Saint-Etienne et ses mineurs au début du XXe s., raconté par Jean Carrère
Jean Carrère (Gontaud, 1865/1932)Manuscrit du journaliste, poète et écrivain Jean Carrère, intitulé « Saint-Etienne ». Ratures et corrections.
Récit pittoresque du Saint-Etienne du début du XXe et de ses mineurs : « [...] Enfin, Saint-Etienne apparut [...]. Les voitures d'hôtel étaient mornes comme des omnibus funéraires. De rares passants fuyaient vite sous l'ondée noire [...]. Les autres artères étaient solitaires et fougueuses. Au cours Fauviel, la boue était si accumulée, qu'on avait dû établir, pour passer d'un côté à l'autre, des manières de gués, en battant la terre [...]. Tout à coup, j'entendis un grondement sourd et prolongé et j'aperçus la cheminée de Villeboeuf. Alors je me souvins. Les habitants étaient là, sous la terre. Ah ! je comprends que d'une ville pareille soient sortis les plus implacables des révoltés. Je comprends quel pessimisme sombre, quelle horreur de la vie présente, quel désir ardent de lumière prochaine doivent hanter le cerveau de ces pauvres gens ! Ils passent des entrailles de la terre dans une atmosphère à peine plus claire et plus légère [...]. Les maisons, jamais neuves, noircies sitôt que bâties, abritent d'innombrables ménages d'ouvriers en des chambres sales, sans air, sans fleurs, sans lumière [...]. J'emportai de cette ville une vision d'enfer.
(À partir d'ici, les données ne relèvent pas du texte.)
//! Serializer generation.
//!
//! [`CompiledSerializer::compile`] runs extraction, grouping and marshaller resolution once
//! and turns the result into a flat list of boxed closures: one per namespace, each calling
//! the guarded feature steps of its namespace in order. Nothing is looked up by name at
//! serialization time.
//!
//! Compiled serializers are kept for the life of the process, keyed by
//! `(type, output kind, registry contents)`, unless the registry holds a stateful marshaller
//! and keeps them itself. Concurrent first requests may compile in parallel; the first insert
//! wins and every caller receives the winner.

use std::any::{Any, TypeId, type_name};
use std::collections::HashMap;
use std::fmt;
use std::hash::Hash;
use std::sync::{Arc, LazyLock};

use parking_lot::RwLock;
use serde::{Deserialize, Serialize};

use crate::context::{MarshalContext, SerializedExample};
use crate::descriptor::{Feature, FeatureDescriptor, Namespace};
use crate::engine::{FeatureEngine, Label, SHARED_LABEL};
use crate::error::{FeatwireError, Result, SchemaError};
use crate::extract::{Expanding, extract_members};
use crate::group::group_namespaces;
use crate::inspector::{FeatureInfo, NamespaceInfo};
use crate::marshal::{MarshallerHandle, MarshallerRegistry, resolve};
use crate::schema::{FeatureExample, LabelReader, SchemaDeclaration, Scope};
use crate::settings::SerializerOptions;

/// Which outputs a compiled serializer produces.
#[derive(Debug, Clone, Copy, PartialEq, Eq, Hash, Serialize, Deserialize)]
pub enum OutputKind {
    /// Native examples only.
    Native,
    /// Native examples and the equivalent text form.
    NativeAndText,
}

/// Call-level label selection.
#[derive(Clone, Copy, Default)]
pub enum LabelTarget<'l> {
    /// Use the labels declared on the examples themselves.
    #[default]
    None,
    /// Label a single-line example.
    Example(&'l dyn Label),
    /// Label one candidate of a multi-line example.
    Action {
        /// Candidate position in the action-dependent collection.
        index: usize,
        /// The label.
        label: &'l dyn Label,
    },
}

impl fmt::Debug for LabelTarget<'_> {
    fn fmt(&self, f: &mut fmt::Formatter<'_>) -> fmt::Result {
        match self {
            Self::None => f.write_str("None"),
            Self::Example(label) => f.debug_tuple("Example").field(&label.to_text()).finish(),
            Self::Action { index, label } => f
                .debug_struct("Action")
                .field("index", index)
                .field("label", &label.to_text())
                .finish(),
        }
    }
}

type Step<T> = Box<dyn Fn(&mut MarshalContext<'_>, &T) + Send + Sync>;

/// Emits the candidate lines of a multi-line example.
pub(crate) trait CandidateLines<R>: Send + Sync {
    fn count(&self, root: &R) -> usize;

    fn emit(&self, ctx: &mut MarshalContext<'_>, root: &R, target: LabelTarget<'_>) -> Result<()>;
}

struct Candidates<R, C> {
    get: for<'a> fn(&'a R) -> Option<&'a Vec<C>>,
    serializer: Arc<CompiledSerializer<C>>,
}

impl<R: 'static, C: FeatureExample> CandidateLines<R> for Candidates<R, C> {
    fn count(&self, root: &R) -> usize {
        (self.get)(root).map_or(0, Vec::len)
    }

    fn emit(&self, ctx: &mut MarshalContext<'_>, root: &R, target: LabelTarget<'_>) -> Result<()> {
        let Some(candidates) = (self.get)(root) else {
            return Ok(());
        };
        for (index, candidate) in candidates.iter().enumerate() {
            let label = match target {
                LabelTarget::Action { index: wanted, label } if wanted == index => Some(label),
                _ => None,
            };
            self.serializer.emit_line(ctx, candidate, label)?;
        }
        Ok(())
    }
}

pub(crate) fn bind_candidates<R: FeatureExample, C: FeatureExample>(
    get: for<'a> fn(&'a R) -> Option<&'a Vec<C>>,
    kind: OutputKind,
    registry: &MarshallerRegistry,
) -> Result<Box<dyn CandidateLines<R>>> {
    // Checked before compiling `C`, which would otherwise recurse on self-referencing types.
    if !SchemaDeclaration::<C>::collect().actions.is_empty() {
        return Err(SchemaError::NestedActionDependent {
            example: type_name::<R>(),
            candidate: type_name::<C>(),
        }
        .into());
    }
    let serializer = compiled::<C>(kind, registry)?;
    if serializer.namespaces.is_empty() {
        return Err(SchemaError::NoFeatures {
            example: type_name::<C>(),
        }
        .into());
    }
    Ok(Box::new(Candidates { get, serializer }))
}

struct ActionPlan<T> {
    path: &'static str,
    candidate: &'static str,
    lines: Box<dyn CandidateLines<T>>,
}

/// The generated serializer of one example type.
pub struct CompiledSerializer<T> {
    example: &'static str,
    kind: OutputKind,
    layout: Vec<NamespaceInfo>,
    namespaces: Vec<Step<T>>,
    label: Option<(&'static str, LabelReader<T>)>,
    actions: Option<ActionPlan<T>>,
}

impl<T> fmt::Debug for CompiledSerializer<T> {
    fn fmt(&self, f: &mut fmt::Formatter<'_>) -> fmt::Result {
        f.debug_struct("CompiledSerializer")
            .field("example", &self.example)
            .field("kind", &self.kind)
            .field("layout", &self.layout)
            .field("label", &self.label.as_ref().map(|(path, _)| path))
            .field("actions", &self.actions.as_ref().map(|plan| plan.path))
            .finish_non_exhaustive()
    }
}

fn feature_step<T: 'static>(
    namespace: Arc<Namespace>,
    descriptor: FeatureDescriptor<T>,
    marshaller: MarshallerHandle,
) -> Step<T> {
    let feature = Feature::from_descriptor(&descriptor);
    Box::new(move |ctx: &mut MarshalContext<'_>, example: &T| {
        if let Some(value) = descriptor.value(example) {
            marshaller.marshal(ctx, &namespace, &feature, value);
        }
    })
}

fn namespace_step<T: 'static>(
    namespace: Arc<Namespace>,
    preallocate: usize,
    features: Vec<Step<T>>,
) -> Step<T> {
    Box::new(move |ctx: &mut MarshalContext<'_>, example: &T| {
        ctx.begin_namespace(&namespace);
        if preallocate > 0 {
            ctx.preallocate(preallocate);
        }
        for feature in &features {
            feature(ctx, example);
        }
        ctx.end_namespace();
    })
}

impl<T: FeatureExample> CompiledSerializer<T> {
    /// Builds the serializer for `T`.
    ///
    /// Candidate types of an action-dependent member are compiled (or fetched) through
    /// [`compiled`].
    ///
    /// # Errors
    /// Any [`SchemaError`] found in `T` or its candidate type.
    pub fn compile(kind: OutputKind, registry: &MarshallerRegistry) -> Result<Self> {
        let example = type_name::<T>();
        let SchemaDeclaration {
            members,
            mut labels,
            mut actions,
        } = SchemaDeclaration::<T>::collect();

        let descriptors = {
            let _expanding = Expanding::enter::<T>();
            extract_members(members, &Scope::root())?
        };
        let groups = group_namespaces(example, descriptors)?;

        let mut namespaces = Vec::with_capacity(groups.len());
        let mut layout = Vec::with_capacity(groups.len());
        for group in groups {
            let namespace = Arc::new(group.to_namespace());
            let mut info = NamespaceInfo::new(&namespace, group.dense);
            let mut steps = Vec::with_capacity(group.features.len());

            for descriptor in group.features {
                let (marshaller, resolution) = resolve(example, &descriptor, registry)?;
                info.features.push(FeatureInfo::new(&descriptor, resolution, &marshaller));
                steps.push(feature_step(Arc::clone(&namespace), descriptor, marshaller));
            }

            let preallocate = if group.dense { 0 } else { steps.len() };
            namespaces.push(namespace_step(namespace, preallocate, steps));
            layout.push(info);
        }

        if labels.len() > 1 {
            return Err(SchemaError::MultipleLabels {
                example,
                members: labels.iter().map(|l| l.path.to_owned()).collect(),
            }
            .into());
        }
        let label = labels.pop().map(|member| (member.path, member.read));

        if actions.len() > 1 {
            return Err(SchemaError::MultipleActionDependent {
                example,
                members: actions.iter().map(|a| a.path.to_owned()).collect(),
            }
            .into());
        }
        let actions = match actions.pop() {
            Some(member) => Some(ActionPlan {
                path: member.path,
                candidate: member.candidate,
                lines: (member.bind)(kind, registry)?,
            }),
            None => None,
        };

        tracing::debug!(
            example,
            ?kind,
            namespaces = namespaces.len(),
            multi_line = actions.is_some(),
            "compiled serializer"
        );

        Ok(Self {
            example,
            kind,
            layout,
            namespaces,
            label,
            actions,
        })
    }
}

impl<T: 'static> CompiledSerializer<T> {
    /// Example type name.
    pub fn example(&self) -> &'static str {
        self.example
    }

    /// Output flavor.
    pub fn kind(&self) -> OutputKind {
        self.kind
    }

    /// Namespaces in emission order, with their features and marshallers.
    pub fn layout(&self) -> &[NamespaceInfo] {
        &self.layout
    }

    /// Member path of the label, if declared.
    pub fn label_member(&self) -> Option<&'static str> {
        self.label.as_ref().map(|(path, _)| *path)
    }

    /// `(member path, candidate type)` of the action-dependent collection, if declared.
    pub fn action_member(&self) -> Option<(&'static str, &'static str)> {
        self.actions.as_ref().map(|plan| (plan.path, plan.candidate))
    }

    /// Whether examples produce a shared line plus candidate lines.
    pub fn is_multi_line(&self) -> bool {
        self.actions.is_some()
    }

    /// Serializes one example into a fresh context.
    ///
    /// # Errors
    /// Label errors (see [`CompiledSerializer::serialize_into`]).
    pub fn serialize(
        &self,
        engine: &dyn FeatureEngine,
        options: &SerializerOptions,
        example: &T,
        target: LabelTarget<'_>,
    ) -> Result<SerializedExample> {
        let mut ctx = MarshalContext::new(engine, options);
        ctx.set_text(self.kind == OutputKind::NativeAndText);
        self.serialize_into(&mut ctx, example, target)?;
        Ok(ctx.finish())
    }

    /// Serializes one example into `ctx`.
    ///
    /// Single-line examples take their own label unless `target` supplies one. Multi-line
    /// examples emit the shared line first, then one line per candidate in collection order.
    ///
    /// # Errors
    /// * [`FeatwireError::Label`] when `target` does not fit the example shape or the engine
    ///   rejects label text.
    pub fn serialize_into(
        &self,
        ctx: &mut MarshalContext<'_>,
        example: &T,
        target: LabelTarget<'_>,
    ) -> Result<()> {
        let Some(plan) = &self.actions else {
            return match target {
                LabelTarget::None => self.emit_line(ctx, example, None),
                LabelTarget::Example(label) => self.emit_line(ctx, example, Some(label)),
                LabelTarget::Action { .. } => Err(FeatwireError::Label(format!(
                    "`{}` has no action-dependent member to label",
                    self.example
                ))),
            };
        };

        match target {
            LabelTarget::Example(_) => {
                return Err(FeatwireError::Label(format!(
                    "`{}` is multi-line; label a candidate by index instead",
                    self.example
                )));
            }
            LabelTarget::Action { index, .. } => {
                let count = plan.lines.count(example);
                if index >= count {
                    return Err(FeatwireError::Label(format!(
                        "label index {index} out of range for {count} candidates in `{}`",
                        self.example
                    )));
                }
            }
            LabelTarget::None => {}
        }

        ctx.mark_multi_line();
        ctx.start_line();
        ctx.write_label_text(SHARED_LABEL)?;
        self.emit_namespaces(ctx, example);
        ctx.end_line();

        plan.lines.emit(ctx, example, target)
    }

    pub(crate) fn emit_line(
        &self,
        ctx: &mut MarshalContext<'_>,
        example: &T,
        label: Option<&dyn Label>,
    ) -> Result<()> {
        ctx.start_line();
        let own = self.label.as_ref().and_then(|(_, read)| read(example));
        if let Some(label) = label.or(own) {
            ctx.write_label(label)?;
        }
        self.emit_namespaces(ctx, example);
        ctx.end_line();
        Ok(())
    }

    fn emit_namespaces(&self, ctx: &mut MarshalContext<'_>, example: &T) {
        for namespace in &self.namespaces {
            namespace(ctx, example);
        }
    }
}

// --- PROCESS-WIDE CACHE ---

type SharedKey = (TypeId, OutputKind, Vec<(TypeId, TypeId)>);

static COMPILED: LazyLock<RwLock<HashMap<SharedKey, Arc<dyn Any + Send + Sync>>>> =
    LazyLock::new(|| RwLock::new(HashMap::new()));

/// Returns the compiled serializer of `T`, compiling it on first use.
///
/// Serializers built against a registry of stateless marshallers live for the rest of the
/// process, keyed by `(type, output kind, registry contents)`. Registries holding a stateful
/// marshaller keep their serializers themselves (see [`MarshallerRegistry`]).
///
/// # Errors
/// Schema errors from [`CompiledSerializer::compile`]. Failed compilations are not cached.
pub fn compiled<T: FeatureExample>(
    kind: OutputKind,
    registry: &MarshallerRegistry,
) -> Result<Arc<CompiledSerializer<T>>> {
    match registry.content_key() {
        Some(content) => get_or_compile(&COMPILED, (TypeId::of::<T>(), kind, content), kind, registry),
        None => get_or_compile(registry.owned_store(), (TypeId::of::<T>(), kind), kind, registry),
    }
}

fn get_or_compile<K, T>(
    store: &RwLock<HashMap<K, Arc<dyn Any + Send + Sync>>>,
    key: K,
    kind: OutputKind,
    registry: &MarshallerRegistry,
) -> Result<Arc<CompiledSerializer<T>>>
where
    K: Hash + Eq,
    T: FeatureExample,
{
    let existing = store.read().get(&key).cloned();
    if let Some(existing) = existing {
        return downcast(existing);
    }

    // Compiled outside the lock: candidate types re-enter this function.
    let fresh: Arc<dyn Any + Send + Sync> = Arc::new(CompiledSerializer::<T>::compile(kind, registry)?);
    let winner = Arc::clone(store.write().entry(key).or_insert(fresh));
    downcast(winner)
}

fn downcast<T: FeatureExample>(
    erased: Arc<dyn Any + Send + Sync>,
) -> Result<Arc<CompiledSerializer<T>>> {
    erased.downcast::<CompiledSerializer<T>>().map_err(|_| {
        FeatwireError::Internal(format!(
            "compiled cache entry for `{}` holds another type",
            type_name::<T>()
        ))
    })
}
Je sentais quelle sourde haine devait fermenter en ces tristes âmes. Mineurs qui vivent sans sortir de cette lugubre contrée, vivent-ils ? Et, sans savoir que, plusieurs mois après, les faits justifieraient mes pressentiments, j'avais la notion confuse que si jamais partait le signal d'une révolte, il viendrait des hommes forcément farouches que nos lois sociales ont parqué en ce lieu de boue [...] ».